Rollup and Cube Part 2
Previously in Part 1, we looked at the ROLLUP keyword that can be applied to SQL Select queries. We are now going to look at the similar, but different CUBE keyword.
As we saw last time, the ROLLUP keyword would sum each part of the GROUP BY and give you a running total. The CUBE keyword is similar, in that it gives running totals, but it gives you a running total across all of the different combinations of the GROUP BY clause. Let’s take a look
SELECT County.CountyName
,County.State
,Population.Year
,SUM(Population.Population)
FROM Population
INNER JOIN County
ON County.Id = Population.CountyId
WHERE County.State IN ( 'HI', 'RI' )
AND Population.Year > 2016
GROUP BY CUBE(Population.Year, County.State, County.CountyName)
Almost the same query as last time, we’re just using the CUBE instead of ROLLUP in the GROUP BY clause. Here are the results:
For those with a keen eye you’ll see that I’ve started at row 28 in that screenshot. When we run the GROUP BY without ROLLUP or CUBE we get just 16 rows. With ROLLUP that grows to 23, but with CUBE it explodes out to 57. Why?

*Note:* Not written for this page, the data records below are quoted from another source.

//! Course catalog and enrollment service

use tracing::info;
use crate::models::{Course, CourseClass, CreateEnrollmentRequest, Enrollment};
use crate::services::api::{ApiClient, RequestOptions};
use crate::services::envelope::{self, ENROLLED};
use crate::utils::errors::{PortalError, Result};
use crate::utils::helpers::normalize_student_number;

#[derive(Clone)]
pub struct CatalogService {
    api: ApiClient,
}

impl CatalogService {
    pub fn new(api: ApiClient) -> Self {
        Self { api }
    }

    pub async fn courses(&self) -> Result<Vec<Course>> {
        envelope::data(self.api.get("/courses").await?)
    }

    pub async fn classes(&self, course_id: i64) -> Result<Vec<CourseClass>> {
        envelope::data(self.api.get(&format!("/courses/{}/classes", course_id)).await?)
    }

    pub async fn enrollments(&self, student_number: &str) -> Result<Vec<Enrollment>> {
        let student_number = normalize_student_number(student_number)
            .ok_or_else(|| PortalError::InvalidInput("student number is required".to_string()))?;
        let response = self
            .api
            .get_with("/enrollments", RequestOptions::query("student_number", &student_number))
            .await?;
        envelope::data(response)
    }

    pub async fn enroll(&self, request: &CreateEnrollmentRequest) -> Result<()> {
        let response = self.api.post("/enrollments", request).await?;
        envelope::expect_message(&response, ENROLLED)?;
        info!(
            student_number = %request.student_number,
            course_id = request.course_id,
            "Student enrolled"
        );
        Ok(())
    }
}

It’s because SQL will partition the aggregates by all combinations of the GROUP BY clause. So there are rows like row 29 above, where we see the raw number of people in the County in a State in a given year, we see rows like row 41 which is the same county, this time grouped just on County and Year, rows like row 55 grouping the data on State and Year, rows like row 57 grouping the data on just State, row 51 grouping the data on just the year and row 33 showing all the data summed up.

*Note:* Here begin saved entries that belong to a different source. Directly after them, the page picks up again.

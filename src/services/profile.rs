//! Extended-profile service
//!
//! Lookup and creation of the backend's extended student profile. Both calls
//! signal their outcome through body messages, normalized by `envelope`.

use std::sync::Arc;
use serde::de::DeserializeOwned;
use serde_json::Value;
use tracing::{debug, info};
use crate::models::{CreateProfileRequest, ExtendedProfile, ProfileForm};
use crate::services::api::{ApiClient, RequestOptions};
use crate::services::envelope::{self, PROFILE_NOT_FOUND, RECORD_CREATED};
use crate::state::SessionManager;
use crate::utils::errors::{PortalError, Result};
use crate::utils::helpers::normalize_student_number;

pub const PROFILE_LOOKUP_PATH: &str = "/user-full-details/get/student/";
pub const PROFILE_CREATE_PATH: &str = "/user-full-details";

#[derive(Clone)]
pub struct ProfileService {
    api: ApiClient,
    session: Arc<SessionManager>,
}

impl ProfileService {
    pub fn new(api: ApiClient, session: Arc<SessionManager>) -> Self {
        Self { api, session }
    }

    /// Whether an extended profile exists for `student_number`
    pub async fn exists(&self, student_number: &str) -> Result<bool> {
        let record: Option<Value> = self.lookup(student_number).await?;
        debug!(student_number = student_number, exists = record.is_some(), "Profile lookup finished");
        Ok(record.is_some())
    }

    /// Fetch the extended profile for `student_number`
    pub async fn fetch(&self, student_number: &str) -> Result<Option<ExtendedProfile>> {
        self.lookup(student_number).await
    }

    async fn lookup<T: DeserializeOwned>(&self, student_number: &str) -> Result<Option<T>> {
        let student_number = normalize_student_number(student_number)
            .ok_or_else(|| PortalError::InvalidInput("student number is required".to_string()))?;
        let response = self
            .api
            .get_with(PROFILE_LOOKUP_PATH, RequestOptions::query("student_number", &student_number))
            .await?;
        envelope::lookup(response, PROFILE_NOT_FOUND)
    }

    /// Submit the completion form for the signed-in student
    ///
    /// Contact fields and the student number come from the session user.
    pub async fn submit(&self, form: ProfileForm) -> Result<String> {
        let user = self
            .session
            .current_user()
            .ok_or_else(|| PortalError::NotAuthenticated("no active session".to_string()))?;
        let student_number = user
            .student_number()
            .ok_or_else(|| PortalError::InvalidInput("session user has no student number".to_string()))?
            .to_string();

        let request = CreateProfileRequest {
            form,
            student_number: student_number.clone(),
            email: user.email.clone(),
            mobile: user.phone.clone(),
        };

        let response = self.api.post(PROFILE_CREATE_PATH, &request).await?;
        envelope::expect_message(&response, RECORD_CREATED)?;

        info!(student_number = %student_number, "Extended profile created");
        Ok(student_number)
    }
}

How is this useful? I think there is great power in this when it comes to users wanting to explore the data. Analysis Services has this great concept that you can drill in and out of data, and it essentially just slices the data by one more or one less thing. I suspect this is why the keyword is CUBE – SQL is producing a data set that is perfect for this sort of query. We’ll discuss that further in Part 3 of this series.
To wrap up this post though, let’s have a quick look at the downside: Performance. While the ROLLUP keyword just added a single extra aggregate, the CUBE keyword, even with a simple dataset like this, explodes out:
You can see that for every part of the GROUP BY clause, SQL spools out another thread to sort the data and then compute the aggregates, essentially doing a ROLLUP on each combination and order of the GROUP BY clause. Looking at the stats, if you just GROUP the data then SQL Server does 26 logical reads, which is the same if you include a single rollup. However if you CUBE the data then that jumps to 65 logical reads. Now on a dataset this size, who cares, but you can see how this could quickly grow out of control.